1Department of Medicinal Chemistry and Molecular Pharmacology, and the Purdue Center for Cancer Research, Purdue University, West Lafayette, IN, 47907, USA

Correspondence to:

Robert L. Geahlen, email: [email protected]

Michael K. Wendt, email: [email protected]

Keywords: P-body, autophagy, transforming growth factor beta (TGF-β), epithelial-mesenchymal transition (EMT), metastasis

Received: August 24, 2017     Accepted: September 29, 2017     Published: October 17, 2017


Processing bodies (P-bodies) are ribonucleoprotein complexes involved in post-transcriptional mRNA metabolism that accumulate in cells exposed to various stress stimuli. The treatment of mammary epithelial cells with transforming growth factor-beta (TGF-β), triggers epithelial-mesenchymal transition (EMT), and induces the formation of P-bodies. Ectopic expression of the transcription factor TWIST, which stimulates EMT downstream of the TGF-β receptor, also promotes P-body formation.

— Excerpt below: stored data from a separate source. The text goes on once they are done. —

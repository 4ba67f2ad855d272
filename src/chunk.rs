//! Paragraph-boundary policy chunker.
//!
//! Splits policy text on blank lines. Short paragraphs act as section-header
//! candidates and are folded into the section label of the chunks that follow
//! them; everything else becomes one retrievable chunk tagged with the
//! current section and a coarse page estimate.

/// A paragraph trimming to fewer characters than this is a section-header
/// candidate, never a chunk.
const SECTION_HEADER_THRESHOLD: usize = 50;

/// Section labels are capped at this many characters.
const SECTION_LABEL_CAP: usize = 100;

/// Page estimate advances once per this many paragraphs. The count includes
/// header candidates and empty segments, and the bump is only applied when a
/// chunk-sized paragraph lands on the boundary.
const PARAGRAPHS_PER_PAGE: usize = 10;

/// Stored excerpt text cap.
const CHUNK_TEXT_CAP: usize = 2000;

/// Embeddings are computed over at most this many characters of a paragraph.
const EMBED_INPUT_CAP: usize = 1000;

/// One chunk-to-be: text plus positional metadata, before the indexer
/// attaches policy identity and an embedding.
#[derive(Debug, Clone, PartialEq)]
pub struct ChunkDraft {
    pub section: String,
    pub page: i64,
    pub text: String,
    pub embed_input: String,
}

/// Split policy content into ordered chunk drafts.
pub fn chunk_policy_text(content: &str) -> Vec<ChunkDraft> {
    let mut drafts = Vec::new();
    let mut current_section = "General".to_string();
    let mut page_num: i64 = 1;

    for (i, para) in content.split("\n\n").enumerate() {
        let trimmed = para.trim();
        if trimmed.chars().count() < SECTION_HEADER_THRESHOLD {
            if !trimmed.is_empty() {
                current_section = truncate_chars(trimmed, SECTION_LABEL_CAP);
            }
            continue;
        }

        if i > 0 && i % PARAGRAPHS_PER_PAGE == 0 {
            page_num += 1;
        }

        drafts.push(ChunkDraft {
            section: current_section.clone(),
            page: page_num,
            text: truncate_chars(para, CHUNK_TEXT_CAP),
            embed_input: truncate_chars(para, EMBED_INPUT_CAP),
        });
    }

    drafts
}

/// Truncate to at most `max` characters (not bytes), preserving the whole
/// string when it already fits.
pub fn truncate_chars(s: &str, max: usize) -> String {
    if s.chars().count() <= max {
        s.to_string()
    } else {
        s.chars().take(max).collect()
    }
}
//! Optical character recognition via external CLI tools.
//!
//! Scanned documents are rasterized with poppler's `pdftoppm` and recognized
//! with `tesseract`, one page at a time. Both tools are invoked as
//! subprocesses; nothing here links against native OCR libraries. Callers
//! treat any error as "no OCR text available" and degrade.

use anyhow::{bail, Context, Result};
use std::path::{Path, PathBuf};
use std::process::Command;

use crate::config::OcrConfig;

/// Rasterize each PDF page and run OCR over it. Returns one string per page
/// in page order.
pub fn recognize_pdf(bytes: &[u8], config: &OcrConfig) -> Result<Vec<String>> {
    let scratch = ScratchDir::create()?;
    let input = scratch.path().join("input.pdf");
    std::fs::write(&input, bytes).context("Failed to write PDF to scratch dir")?;

    let prefix = scratch.path().join("page");
    run_tool(
        &config.pdftoppm_path,
        &[
            "-r".to_string(),
            config.dpi.to_string(),
            "-png".to_string(),
            input.display().to_string(),
            prefix.display().to_string(),
        ],
    )
    .context("pdftoppm rasterization failed")?;

    let pages = list_page_images(scratch.path())?;
    if pages.is_empty() {
        bail!("pdftoppm produced no page images");
    }

    let mut out = Vec::with_capacity(pages.len());
    for page in pages {
        out.push(recognize_file(&page, config)?);
    }
    Ok(out)
}

/// Run OCR over a single raster image.
pub fn recognize_image(bytes: &[u8], config: &OcrConfig) -> Result<String> {
    let scratch = ScratchDir::create()?;
    let input = scratch.path().join("input.img");
    std::fs::write(&input, bytes).context("Failed to write image to scratch dir")?;
    recognize_file(&input, config)
}

fn recognize_file(path: &Path, config: &OcrConfig) -> Result<String> {
    let stdout = run_tool(
        &config.tesseract_path,
        &[
            path.display().to_string(),
            "stdout".to_string(),
            "-l".to_string(),
            "eng".to_string(),
        ],
    )
    .context("tesseract recognition failed")?;
    Ok(stdout)
}

fn run_tool(program: &str, args: &[String]) -> Result<String> {
    let output = Command::new(program)
        .args(args)
        .output()
        .with_context(|| format!("Failed to run {}", program))?;

    if !output.status.success() {
        bail!(
            "{} exited with {}: {}",
            program,
            output.status,
            String::from_utf8_lossy(&output.stderr).trim()
        );
    }

    Ok(String::from_utf8_lossy(&output.stdout).to_string())
}

/// pdftoppm names output files `<prefix>-<n>.png` with zero-padded page
/// numbers; sort numerically so page 10 follows page 9.
fn list_page_images(dir: &Path) -> Result<Vec<PathBuf>> {
    let mut pages: Vec<PathBuf> = std::fs::read_dir(dir)
        .context("Failed to list scratch dir")?
        .filter_map(|entry| entry.ok())
        .map(|entry| entry.path())
        .filter(|path| {
            path.extension().map(|e| e == "png").unwrap_or(false)
                && path
                    .file_name()
                    .and_then(|n| n.to_str())
                    .map(|n| n.starts_with("page-"))
                    .unwrap_or(false)
        })
        .collect();

    pages.sort_by_key(|path| {
        path.file_stem()
            .and_then(|s| s.to_str())
            .and_then(|s| s.strip_prefix("page-"))
            .and_then(|n| n.parse::<u32>().ok())
            .unwrap_or(u32::MAX)
    });

    Ok(pages)
}

/// Private scratch directory removed on drop.
struct ScratchDir {
    path: PathBuf,
}

impl ScratchDir {
    fn create() -> Result<ScratchDir> {
        let path = std::env::temp_dir().join(format!("apd-ocr-{}", uuid::Uuid::new_v4()));
        std::fs::create_dir_all(&path).context("Failed to create OCR scratch dir")?;
        Ok(ScratchDir { path })
    }

    fn path(&self) -> &Path {
        &self.path
    }
}

impl Drop for ScratchDir {
    fn drop(&mut self) {
        if let Err(e) = std::fs::remove_dir_all(&self.path) {
            tracing::debug!(path = %self.path.display(), error = %e, "failed to clean OCR scratch dir");
        }
    }
}
//! Best-effort text extraction for uploaded documents.
//!
//! Extraction never fails: parse and OCR errors degrade to whatever text was
//! recovered (worst case an empty string) and a logged diagnostic. PDFs with
//! a thin or missing native text layer are treated as scanned and fall back
//! to per-page OCR.

use tracing::{debug, warn};

use crate::config::OcrConfig;
use crate::ocr;

pub const MIME_PDF: &str = "application/pdf";

/// Native text with fewer characters than this (after trimming) marks a PDF
/// as likely scanned rather than text-native.
const SCANNED_TEXT_THRESHOLD: usize = 100;

/// Coarse input classes the extractor distinguishes.
#[derive(Debug, Clone, Copy, PartialEq, Eq)]
pub enum SourceKind {
    Pdf,
    Image,
    Other,
}

impl SourceKind {
    /// Classify an upload from its declared content type, falling back to
    /// the filename extension.
    pub fn detect(content_type: &str, filename: &str) -> SourceKind {
        if content_type == MIME_PDF {
            return SourceKind::Pdf;
        }
        if content_type.starts_with("image/") {
            return SourceKind::Image;
        }
        let name = filename.to_ascii_lowercase();
        if name.ends_with(".pdf") {
            return SourceKind::Pdf;
        }
        if [".png", ".jpg", ".jpeg", ".tiff", ".tif", ".bmp"]
            .iter()
            .any(|ext| name.ends_with(ext))
        {
            return SourceKind::Image;
        }
        SourceKind::Other
    }
}

/// Extract plain text from raw document bytes. Always returns a string; an
/// empty result is a valid outcome, not an error.
pub fn extract_text(bytes: &[u8], kind: SourceKind, ocr_config: &OcrConfig) -> String {
    match kind {
        SourceKind::Pdf => extract_pdf(bytes, ocr_config),
        SourceKind::Image => extract_image(bytes, ocr_config),
        SourceKind::Other => String::from_utf8_lossy(bytes).into_owned(),
    }
}

/// `extract_text` on a blocking worker thread. PDF parsing and OCR are
/// CPU-bound and must not run on the async scheduler.
pub async fn extract_text_blocking(bytes: Vec<u8>, kind: SourceKind, ocr_config: OcrConfig) -> String {
    match tokio::task::spawn_blocking(move || extract_text(&bytes, kind, &ocr_config)).await {
        Ok(text) => text,
        Err(e) => {
            warn!(error = %e, "extraction worker panicked");
            String::new()
        }
    }
}

fn extract_pdf(bytes: &[u8], ocr_config: &OcrConfig) -> String {
    let mut text = String::new();

    // pdf-extract can panic on malformed input; isolate it.
    match std::panic::catch_unwind(|| pdf_extract::extract_text_from_mem(bytes)) {
        Ok(Ok(native)) => text = native,
        Ok(Err(e)) => warn!(error = %e, "PDF text layer extraction failed"),
        Err(_) => warn!("PDF text layer extraction panicked"),
    }

    if text.trim().chars().count() < SCANNED_TEXT_THRESHOLD {
        if ocr_config.enabled {
            match ocr::recognize_pdf(bytes, ocr_config) {
                Ok(pages) => {
                    for page in pages {
                        text.push_str(&page);
                        text.push('\n');
                    }
                }
                Err(e) => warn!(error = %e, "OCR fallback failed"),
            }
        } else {
            debug!("PDF looks scanned but OCR is disabled");
        }
    }

    text.trim().to_string()
}

fn extract_image(bytes: &[u8], ocr_config: &OcrConfig) -> String {
    if !ocr_config.enabled {
        debug!("image upload with OCR disabled; no text extracted");
        return String::new();
    }
    match ocr::recognize_image(bytes, ocr_config) {
        Ok(text) => text,
        Err(e) => {
            warn!(error = %e, "image OCR failed");
            String::new()
        }
    }
}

Removal of TGF-β from treated cells results in the clearance of P-bodies by a process that is blocked by inhibitors of autophagy. Activators of autophagy enhance P-body clearance and block EMT. Blockage of P-body formation by disruption of the gene for DDX6, a protein essential for P-body assembly, blocks EMT and prevents tumor cell metastasis in vivo. These studies suggest critical roles for P-body formation and autophagy in transitions of cancer cells between epithelial and mesenchymal phenotypes and help explain how autophagy functions to promote or suppress tumor cell growth during different stages of tumorigenesis.